Via Glenn Greenwald:

But it is VanderSloot’s chronic bullying threats to bring patently frivolous lawsuits against his political critics — magazines, journalists, and bloggers — that makes him particularly pernicious and worthy of more attention. In the last month alone, VanderSloot, using threats of expensive defamation actions, has successfully forced Forbes, Mother Jones and at least one local gay blogger in Idaho to remove articles that critically focused on his political and business practices (Mother Jones subsequently re-posted the article with revisions a week after first removing it). He has been using this abusive tactic in Idaho for years: suppressing legitimate political speech by threatening or even commencing lawsuits against even the most obscure critics (he has even sued local bloggers for “copyright infringement” after they published a threatening letter sent by his lawyers). This tactic almost always succeeds in silencing its targets, because even journalists and their employers who have done nothing wrong are afraid of the potentially ruinous costs they will incur when sued by a litigious billionaire.

Well, one media outlet isn't silent, nor is it worried about this particular litigious billionaire. Nay, nay. Fox News is more than happy to act as conduit and surrogate for Mr. Melaleuca so he can whine away about how the Obama campaign is "terrorizing" him. And as Rachel points out in the rather long but informative segment above, VanderSloot is whining about being treated like a public figure because he is, well... a public figure. When one serves as the finance co-chair of a national presidential campaign, one is a public figure, like it or not. By the way, that little tidbit about his role in the campaign is one you won't find on Fox News.

Via Media Matters, an anatomy of manufactured outrage (aka fauxtrage), courtesy of Fox News:

In a May 10 column, The Wall Street Journal's Kimberly Strassel complained about the scrutiny VanderSloot has come under since the Obama campaign questioned VanderSloot's background. On May 11, Fox jumped on the story, airing five separate segments that denounced attacks on a "private citizen."

But a crucial detail was missing from Strassel's column and the half-hour of airtime that Fox devoted to the story: VanderSloot is a national co-chair for Romney's finance committee. So VanderSloot is not merely a "private citizen," but actually a high-ranking member of Romney's campaign.

Fox's Neil Cavuto even let VanderSloot carry out his responsibilities as national finance co-chair on the air. Toward the end of an interview with Cavuto, VanderSloot said that he plans to "stand up and get more involved in this campaign, and we hope that other people will join us in that. Everybody should get out their checkbooks":

See, there's no terrorist acts taking place on the part of the Obama campaign. It's just that Mitt Romney's grassroots fundraising is so pathetic that they had to manufacture something so that VanderSloot could go on Fox News and tell all the eager, head-nodding, faithful viewers to get out their checkbooks and make that donation to Romney 2012 because that damned Obama raised $1 million in the 90 minutes after he announced his support for same-sex marriage. Romney saw no similar bump to his fundraising from opponents.

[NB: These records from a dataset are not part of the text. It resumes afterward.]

use std::collections::BTreeMap;

use serde::{Deserialize, Serialize};

/// Named slot for one encoded feature crop in a record.
///
/// A record holds at most one image per slot; eyes are split into left and
/// right by their x position in the frame.
#[derive(Debug, Clone, Copy, PartialEq, Eq, PartialOrd, Ord, Hash, Serialize, Deserialize)]
#[serde(rename_all = "snake_case")]
pub enum FeatureSlot {
    Body,
    Face,
    LeftEye,
    RightEye,
    Mouth,
}

impl FeatureSlot {
    pub fn name(&self) -> &'static str {
        match self {
            FeatureSlot::Body => "body",
            FeatureSlot::Face => "face",
            FeatureSlot::LeftEye => "left_eye",
            FeatureSlot::RightEye => "right_eye",
            FeatureSlot::Mouth => "mouth",
        }
    }
}

/// One captured observation: encoded feature crops plus capture metadata.
///
/// Slot images are PNG-encoded bytes. `profile_id` is `None` until the
/// record is claimed by a clustering pass.
#[derive(Debug, Clone, PartialEq, Eq, Serialize, Deserialize)]
pub struct ExtractionRecord {
    pub id: String,
    pub created_at_ms: u64,
    pub slots: BTreeMap<FeatureSlot, Vec<u8>>,
    pub location: Option<String>,
    pub profile_id: Option<String>,
}

impl ExtractionRecord {
    pub fn slot(&self, slot: FeatureSlot) -> Option<&[u8]> {
        self.slots.get(&slot).map(|v| v.as_slice())
    }

    pub fn is_assigned(&self) -> bool {
        self.profile_id.is_some()
    }
}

Nevertheless, this little fauxtrage will cause Uncle Crazy to get right on the email and send a blast about "Obama the Terrorist" to his AOL list of like-minded people, who will forward it on to their list of like-minded people and pretty soon I'll find it in my inbox after my mother receives a copy and sends it to me with a note letting me know that there's yet another stupid email meme to debunk.

Hey Mom, I figured I'd do it before you actually forwarded it to me. Frank VanderSloot is pretty shameless about the lows he'll stoop to for sucking a few hard-earned dollars out of the grassroots, with the helpful in-kind contribution by Fox News and the Wall Street Journal.

I remember when companies like Amway and Melaleuca were considered cultish. Now their CEOs run Republicans' campaigns. How far we've come. Not.